Если бы не голос — лицо в темноте едва маячило — Алешка и не поверил бы, что его догнал Шептун. Но это был именно он. Мокрый, и жесткий, будто свитый из твердых веревок. Он прижал Алешку к себе, наклонился над ним и еще раз спросил:
Ты меня, парень, слышишь?
— Слышу, — отозвался Алешка. — Я и не обижаюсь, мне жалко…
В груди у Шептуна булькнуло, он еще крепче притиснул к себе Алешку, наклонился к нему совсем близко:
— Не обижайся, парень…
Оттолкнул его от себя и исчез в темноте.
Алешка постоял, прислушиваясь к затухающим шагам, передернул продрогшими плечами и быстро побежал к дому, пытаясь на ходу согреться.
29
Все бумаги оказались перепутаны, перемешаны, и Богатырев с Фомичом, тупо перекладывая ксерокопии, машинописные и рукописные страницы, пытались читать, но ничего из прочитанного не понимали: какие-то архивные справки, копии документов, непонятные подписи к ним, сделанные рукой Алексея — одним словом, пусто.
— Пойдемте чаю попьем, — предложил Фомич. — Может, мозги прояснятся…
— Я не хочу, — не поднимая головы, отозвалась Анна, она сидела над бумагами, не разгибаясь. — А вы идите…
Николай с Фомичом выбрались из-за стола и перебрались на кухоньку. Пили чай, после вышли на крыльцо и оба, понимая, что толку от них мало, не знали, что дальше делать и чем заняться.

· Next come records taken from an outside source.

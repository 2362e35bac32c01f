use super::*;

// =============================================================================
// MemoryStore
// =============================================================================

#[test]
fn memory_store_missing_key_is_none() {
    let store = MemoryStore::new();
    assert_eq!(store.get_item("nope").unwrap(), None);
}

#[test]
fn memory_store_set_get_remove() {
    let store = MemoryStore::new();
    store.set_item("k", "v1").unwrap();
    store.set_item("k", "v2").unwrap();
    assert_eq!(store.get_item("k").unwrap().as_deref(), Some("v2"));

    store.remove_item("k").unwrap();
    assert_eq!(store.get_item("k").unwrap(), None);
    // Removing twice is fine.
    store.remove_item("k").unwrap();
}

#[test]
fn memory_store_quota_rejects_oversized_write() {
    let store = MemoryStore::with_quota(10);
    store.set_item("k", "12345").unwrap();

    let err = store.set_item("k", "0123456789").unwrap_err();
    assert!(matches!(err, StoreError::QuotaExceeded { needed: 11, limit: 10, .. }));
    // Previous value survives the rejected write.
    assert_eq!(store.get_item("k").unwrap().as_deref(), Some("12345"));
}

#[test]
fn memory_store_quota_counts_other_keys() {
    let store = MemoryStore::with_quota(8);
    store.set_item("a", "123").unwrap();
    assert!(store.set_item("b", "1234").is_err());
    assert!(store.set_item("b", "12").is_ok());
}

// =============================================================================
// FileStore
// =============================================================================

#[test]
fn file_name_escapes_unsafe_bytes() {
    assert_eq!(file_name_for_key("lytspot:message-queue"), "lytspot%3Amessage-queue.json");
    assert_eq!(file_name_for_key("../etc"), "%2E%2E%2Fetc.json");
    assert_ne!(file_name_for_key("a:b"), file_name_for_key("a_b"));
}

#[test]
fn file_store_missing_key_is_none() {
    let dir = tempfile::tempdir().unwrap();
    let store = FileStore::open(dir.path()).unwrap();
    assert_eq!(store.get_item("missing").unwrap(), None);
}

#[test]
fn file_store_survives_reopen() {
    let dir = tempfile::tempdir().unwrap();
    {
        let store = FileStore::open(dir.path()).unwrap();
        store.set_item("lytspot:message-queue", "[1,2,3]").unwrap();
    }

    let reopened = FileStore::open(dir.path()).unwrap();
    assert_eq!(reopened.get_item("lytspot:message-queue").unwrap().as_deref(), Some("[1,2,3]"));
}

#[test]
fn file_store_remove_and_remove_missing() {
    let dir = tempfile::tempdir().unwrap();
    let store = FileStore::open(dir.path()).unwrap();
    store.set_item("k", "v").unwrap();
    store.remove_item("k").unwrap();
    assert_eq!(store.get_item("k").unwrap(), None);
    store.remove_item("k").unwrap();
}

#[test]
fn file_store_creates_nested_root() {
    let dir = tempfile::tempdir().unwrap();
    let root = dir.path().join("a").join("b");
    let store = FileStore::open(&root).unwrap();
    assert!(store.root().is_dir());
}

#[test]
fn file_store_leaves_no_temp_files() {
    let dir = tempfile::tempdir().unwrap();
    let store = FileStore::open(dir.path()).unwrap();
    store.set_item("k", "v").unwrap();

    let names: Vec<String> = std::fs::read_dir(dir.path())
        .unwrap()
        .map(|e| e.unwrap().file_name().to_string_lossy().into_owned())
        .collect();
    assert_eq!(names, vec!["k.json".to_string()]);
}
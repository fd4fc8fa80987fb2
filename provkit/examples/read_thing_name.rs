//! Read the thing name and certificate over a serial port

use provkit::Device;

#[tokio::main]
async fn main() -> provkit::Result<()> {
    // Initialize logging
    tracing_subscriber::fmt()
        .with_max_level(tracing::Level::DEBUG)
        .init();

    // Change to your board's virtual COM port
    let port = std::env::var("DEVICE_PORT").unwrap_or_else(|_| "/dev/ttyACM0".to_string());

    println!("Opening {}...", port);

    let mut device = Device::new_serial(port, 115_200).with_debug(true);
    device.connect().await?;

    if !device.enable_menu().await? {
        println!("✗ Menu did not acknowledge the handshake");
        device.disconnect().await?;
        return Ok(());
    }

    let thing_name = device.get_thing_name().await?;
    println!("✓ Thing name: {}", thing_name);

    let cert = device.get_certificate().await?;
    println!("✓ Certificate:\n{}", cert);

    device.disconnect().await?;
    println!("✓ Disconnected");

    Ok(())
}
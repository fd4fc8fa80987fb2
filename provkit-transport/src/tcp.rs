//! TCP transport

use std::io::ErrorKind;
use std::net::SocketAddr;
use std::time::Duration;

use async_trait::async_trait;
use bytes::BytesMut;
use tokio::io::{AsyncReadExt, AsyncWriteExt};
use tokio::net::TcpStream;
use tokio::time::timeout;
use tracing::{debug, trace, warn};

use crate::{error::*, Transport};

/// TCP transport to a device console behind a serial-to-network bridge
pub struct TcpTransport {
    addr: String,
    port: u16,
    socket_addr: Option<SocketAddr>,
    stream: Option<TcpStream>,
    connect_timeout: Duration,
}

impl TcpTransport {
    /// Create new TCP transport
    pub fn new(addr: impl Into<String>, port: u16) -> Self {
        Self {
            addr: addr.into(),
            port,
            socket_addr: None,
            stream: None,
            connect_timeout: Duration::from_secs(5),
        }
    }

    /// Set connection timeout
    pub fn with_connect_timeout(mut self, timeout: Duration) -> Self {
        self.connect_timeout = timeout;
        self
    }

    /// Resolve address to SocketAddr
    async fn resolve_addr(&mut self) -> Result<SocketAddr> {
        if let Some(addr) = self.socket_addr {
            return Ok(addr);
        }

        let addr_str = format!("{}:{}", self.addr, self.port);

        let addrs: Vec<SocketAddr> = tokio::net::lookup_host(&addr_str)
            .await
            .map_err(|e| Error::InvalidAddress(format!("{}: {}", addr_str, e)))?
            .collect();

        let addr = addrs
            .first()
            .ok_or_else(|| Error::InvalidAddress(format!("No addresses found for {}", addr_str)))?;

        self.socket_addr = Some(*addr);
        Ok(*addr)
    }
}

#[async_trait]
impl Transport for TcpTransport {
    async fn connect(&mut self) -> Result<()> {
        if self.is_connected() {
            return Err(Error::AlreadyConnected);
        }

        let addr = self.resolve_addr().await?;

        debug!("Connecting to {}...", addr);

        let stream = timeout(self.connect_timeout, TcpStream::connect(addr))
            .await
            .map_err(|_| Error::ConnectionTimeout)?
            .map_err(Error::Io)?;

        // Single command characters must not sit in Nagle's buffer
        stream.set_nodelay(true)?;

        debug!("Connected to {}", addr);

        self.stream = Some(stream);
        Ok(())
    }

    async fn disconnect(&mut self) -> Result<()> {
        if let Some(mut stream) = self.stream.take() {
            debug!("Disconnecting from {}...", self.remote_addr());

            let _ = stream.shutdown().await;
        }

        self.socket_addr = None;
        Ok(())
    }

    fn is_connected(&self) -> bool {
        self.stream.is_some()
    }

    async fn send(&mut self, data: &[u8]) -> Result<()> {
        let stream = self.stream.as_mut().ok_or(Error::NotConnected)?;

        trace!("Sending {} bytes: {:02X?}", data.len(), &data[..data.len().min(16)]);

        stream.write_all(data).await?;
        stream.flush().await?;

        Ok(())
    }

    async fn receive(&mut self, timeout_duration: Duration) -> Result<BytesMut> {
        let stream = self.stream.as_mut().ok_or(Error::NotConnected)?;

        let mut buf = BytesMut::with_capacity(1024);

        let n = timeout(timeout_duration, stream.read_buf(&mut buf))
            .await
            .map_err(|_| Error::ReadTimeout)?
            .map_err(Error::Io)?;

        if n == 0 {
            return Err(Error::ConnectionClosed);
        }

        trace!("Received {} bytes: {:02X?}", n, &buf[..n.min(16)]);

        Ok(buf)
    }

    async fn discard_input(&mut self) -> Result<()> {
        let stream = self.stream.as_mut().ok_or(Error::NotConnected)?;

        let mut scratch = [0u8; 512];
        let mut discarded = 0usize;
        loop {
            match stream.try_read(&mut scratch) {
                Ok(0) => return Err(Error::ConnectionClosed),
                Ok(n) => discarded += n,
                Err(e) if e.kind() == ErrorKind::WouldBlock => break,
                Err(e) => return Err(Error::Io(e)),
            }
        }

        if discarded > 0 {
            trace!("Discarded {} pending bytes", discarded);
        }
        Ok(())
    }

    fn remote_addr(&self) -> String {
        self.socket_addr
            .map(|addr| addr.to_string())
            .unwrap_or_else(|| format!("{}:{}", self.addr, self.port))
    }
}

impl Drop for TcpTransport {
    fn drop(&mut self) {
        if self.is_connected() {
            warn!("TCP transport dropped while still connected");
        }
    }
}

— Давай так, Николай. — Фомич постучал ладонями по перилам, потер руки, словно они у него замерзли, и сообщил: — Я тут, как седьмое колесо в телеге, толку от меня нуль, поэтому время терять не буду, поеду в город. Наведаюсь к старым знакомым, может, чего и разузнаю. А вы тут хозяйствуйте, берите, что в холодильнике найдете. Пойдем…
Фомич пошел в дом. Николай, не спрашивая — зачем, последовал за ним. В маленькой боковушке, служившей хозяину спальней, Фомич приподнял диван без ножек и коротко сказал:
— К днищу прицеплен, проверь.
Нагнувшись, Николай нашарил под днищем автомат, прицепленный к веревочным петлям.
— Думаю, что не понадобится, но — на всякий случай… Я надолго не задержусь, быстро постараюсь.
На автобусную остановку Фомич направился пешком, натянув на голову большую белую панаму — обычный дачник, уставший от праведных трудов и подавшийся в город за холодным пивом. Николай проводил его до калитки, запер ворота на засов и вернулся в дом. Отодвинув занавеску, заглянул в комнату. Анна по-прежнему, не разгибаясь, сидела за столом, заваленным бумагами, на скрип тонких половиц обернулась:
— Николай Ильич, подойдите сюда. Вот эту тетрадь возьмите, почитайте, думаю, что вам интересно будет.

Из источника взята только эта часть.